Absolute tissue sodium concentration in malignant gliomas was measured on quantitative three-dimensional 23Na MR images with tissue identification from registered 1H MR images. Concentration was determined in gray matter (GM), white matter (WM), cerebrospinal fluid (CSF), and vitreous humor in 20 patients with pathologically proven malignant brain tumors (astrocytoma, n = 17; oligodendroglioma, n = 3) and in nine healthy volunteers. Sodium concentration in tumors and edema was determined from 23Na image signal intensities in regions that were contrast material enhanced on T1-weighted 1H images (tumors) or regions that were only hyperintense on fluid-attenuated inversion recovery (FLAIR) 1H images (edema). Sodium concentrations were measured noninvasively from 23Na images obtained with short echo times (0.4 msec) by using external saline solution phantoms for reference. Differences in mean sodium concentration of all healthy tissue and lesions in patients were tested with a paired t test. Concentration in uninvolved tissues in patients was compared with that in the same tissue types in the volunteers with an independent samples two-tailed t test.
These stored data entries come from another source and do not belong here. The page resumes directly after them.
// src/escalation.rs - Priority escalation scheduler
//
// One task owns every pending checkpoint in a delay queue ordered by fire
// time. Requests arrive over an unbounded channel from the registry; the task
// only holds a weak reference back to it and stops once the registry is gone.
use std::cmp::{Ordering, Reverse};
use std::collections::BinaryHeap;
use std::sync::{Arc, Weak};
use tokio::sync::mpsc;
use tokio::task::JoinHandle;
use tokio::time::{self, Instant};
use tracing::{debug, info};

use crate::alarms::{AlarmCriticality, AlarmPriorityMatrix, EventId};
use crate::registry::AlarmRegistry;

/// A deferred reclassification at one matrix checkpoint
#[derive(Debug, Clone)]
pub struct EscalationRequest {
    pub alarm: EventId,
    pub criticality: AlarmCriticality,
    pub checkpoint_index: usize,
    pub matrix: Arc<AlarmPriorityMatrix>,
    /// Time from submission until the checkpoint is reached
    pub delay: std::time::Duration,
}

/// Sending side used by the registry
#[derive(Debug, Clone)]
pub struct EscalationHandle {
    tx: mpsc::UnboundedSender<EscalationRequest>,
}

impl EscalationHandle {
    pub fn channel() -> (Self, mpsc::UnboundedReceiver<EscalationRequest>) {
        let (tx, rx) = mpsc::unbounded_channel();
        (Self { tx }, rx)
    }

    /// Queue a request; returns `false` if the scheduler has stopped
    pub fn schedule(&self, request: EscalationRequest) -> bool {
        match self.tx.send(request) {
            Ok(()) => true,
            Err(rejected) => {
                debug!("Escalation scheduler stopped, dropping checkpoint for {}", rejected.0.alarm);
                false
            }
        }
    }
}

struct Pending {
    fire_at: Instant,
    sequence: u64,
    request: EscalationRequest,
}

impl PartialEq for Pending {
    fn eq(&self, other: &Self) -> bool {
        self.cmp(other) == Ordering::Equal
    }
}

impl Eq for Pending {}

impl PartialOrd for Pending {
    fn partial_cmp(&self, other: &Self) -> Option<Ordering> {
        Some(self.cmp(other))
    }
}

impl Ord for Pending {
    fn cmp(&self, other: &Self) -> Ordering {
        (self.fire_at, self.sequence).cmp(&(other.fire_at, other.sequence))
    }
}

/// Delay queue driving every escalation timer
pub struct EscalationScheduler {
    requests: mpsc::UnboundedReceiver<EscalationRequest>,
    registry: Weak<AlarmRegistry>,
    queue: BinaryHeap<Reverse<Pending>>,
    sequence: u64,
}

impl EscalationScheduler {
    pub fn new(requests: mpsc::UnboundedReceiver<EscalationRequest>, registry: Weak<AlarmRegistry>) -> Self {
        Self {
            requests,
            registry,
            queue: BinaryHeap::new(),
            sequence: 0,
        }
    }

    pub fn spawn(self) -> JoinHandle<()> {
        tokio::spawn(self.run())
    }

    /// Run until the request channel closes or the registry is dropped
    pub async fn run(mut self) {
        debug!("Escalation scheduler started");
        loop {
            let next = self.queue.peek().map(|Reverse(pending)| pending.fire_at);
            tokio::select! {
                request = self.requests.recv() => match request {
                    Some(request) => self.push(request),
                    None => break,
                },
                _ = time::sleep_until(next.unwrap_or_else(Instant::now)), if next.is_some() => {
                    if !self.fire_due() {
                        break;
                    }
                }
            }
        }
        debug!("Escalation scheduler stopped with {} pending checkpoint(s)", self.queue.len());
    }

    /// Number of checkpoints waiting to fire
    pub fn pending(&self) -> usize {
        self.queue.len()
    }

    fn push(&mut self, request: EscalationRequest) {
        self.sequence += 1;
        self.queue.push(Reverse(Pending {
            fire_at: Instant::now() + request.delay,
            sequence: self.sequence,
            request,
        }));
    }

    /// Fire every due checkpoint; `false` once the registry is gone
    fn fire_due(&mut self) -> bool {
        let now = Instant::now();
        while self.queue.peek().map_or(false, |Reverse(pending)| pending.fire_at <= now) {
            let Some(Reverse(pending)) = self.queue.pop() else {
                break;
            };
            let Some(registry) = self.registry.upgrade() else {
                return false;
            };

            let request = pending.request;
            let priority = request.matrix.priority_at(request.checkpoint_index, request.criticality);
            if registry.reclassify(request.alarm, priority) {
                info!(
                    "Alarm {} escalated to {} at the {} minute checkpoint",
                    request.alarm,
                    priority,
                    request
                        .matrix
                        .checkpoints()
                        .get(request.checkpoint_index)
                        .map_or(0, |checkpoint| checkpoint.num_minutes())
                );
            }
        }
        true
    }
}
// src/persistence.rs - Persistence scanning over per-frame condition flags
use crate::telemetry::{seconds, Timestamp};

/// Find the confirmed runs of a condition
///
/// `conditions` holds one `(flag, time)` pair per frame and `false_indexes`
/// the frames whose flag is false; they delimit the runs of true frames. A
/// run confirms when its last frame is at least `persistence` seconds after
/// its first. Each confirmed run yields `(register_index, confirm_index)`:
/// the run's first frame and the earliest frame of the run whose time is at
/// least `persistence` seconds after the register time.
///
/// # Examples
///
/// ```rust
/// use chrono::{Duration, Utc};
/// use vigil::persistence::persistence_check;
///
/// let now = Utc::now();
/// let conditions = vec![
///     (true, now - Duration::seconds(60)),
///     (true, now - Duration::seconds(50)),
///     (true, now - Duration::seconds(10)),
/// ];
///
/// assert_eq!(persistence_check(&conditions, 20.0, &[]), vec![(0, 2)]);
/// assert!(persistence_check(&conditions, 500.0, &[]).is_empty());
/// ```
pub fn persistence_check(
    conditions: &[(bool, Timestamp)],
    persistence: f64,
    false_indexes: &[usize],
) -> Vec<(usize, usize)> {
    if conditions.is_empty() {
        return Vec::new();
    }

    let required = seconds(persistence.max(0.0));
    let mut delimiters: Vec<usize> = false_indexes
        .iter()
        .copied()
        .filter(|index| *index < conditions.len())
        .collect();
    delimiters.sort_unstable();
    delimiters.dedup();

    let mut runs = Vec::with_capacity(delimiters.len() + 1);
    let mut start = 0;
    for delimiter in delimiters {
        if delimiter > start {
            runs.push((start, delimiter - 1));
        }
        start = delimiter + 1;
    }
    if start < conditions.len() {
        runs.push((start, conditions.len() - 1));
    }

    runs.into_iter()
        .filter_map(|(first, last)| {
            let register_time = conditions[first].1;
            if conditions[last].1 - register_time < required {
                return None;
            }

            let target = register_time.checked_add_signed(required)?;
            let mut confirm = last;
            while confirm > first && conditions[confirm - 1].1 >= target {
                confirm -= 1;
            }
            Some((first, confirm))
        })
        .collect()
}

/// Expand register indices into per-frame "alarm active" flags
///
/// Every frame from each register index through the end of its run of true
/// frames is marked active.
pub fn find_alarm_indexes(register_indexes: &[usize], conditions: &[(bool, Timestamp)]) -> Vec<bool> {
    let mut active = vec![false; conditions.len()];
    for &register in register_indexes {
        let mut index = register;
        while index < conditions.len() && conditions[index].0 && !active[index] {
            active[index] = true;
            index += 1;
        }
    }
    active
}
Mean concentration (in millimoles per kilogram wet weight) was 61 +/- 8 (SD) for GM, 69 +/- 10 for WM, 135 +/- 10 for CSF, 113 +/- 14 for vitreous humor, 103 +/- 36 for tumor, 68 +/- 11 for unaffected contralateral tissue, and 98 +/- 12 for FLAIR hyperintense regions surrounding tumors. Significant differences (P <.002) in sodium concentration were demonstrated by using a t test for both tumors and surrounding FLAIR hyperintense tissues versus GM, WM, CSF, and contralateral brain tissue.
23Na MR imaging with short echo times can be used to quantify absolute tissue sodium concentration in patients with brain tumors and shows increased sodium concentration in tumors relative to that in normal brain structures.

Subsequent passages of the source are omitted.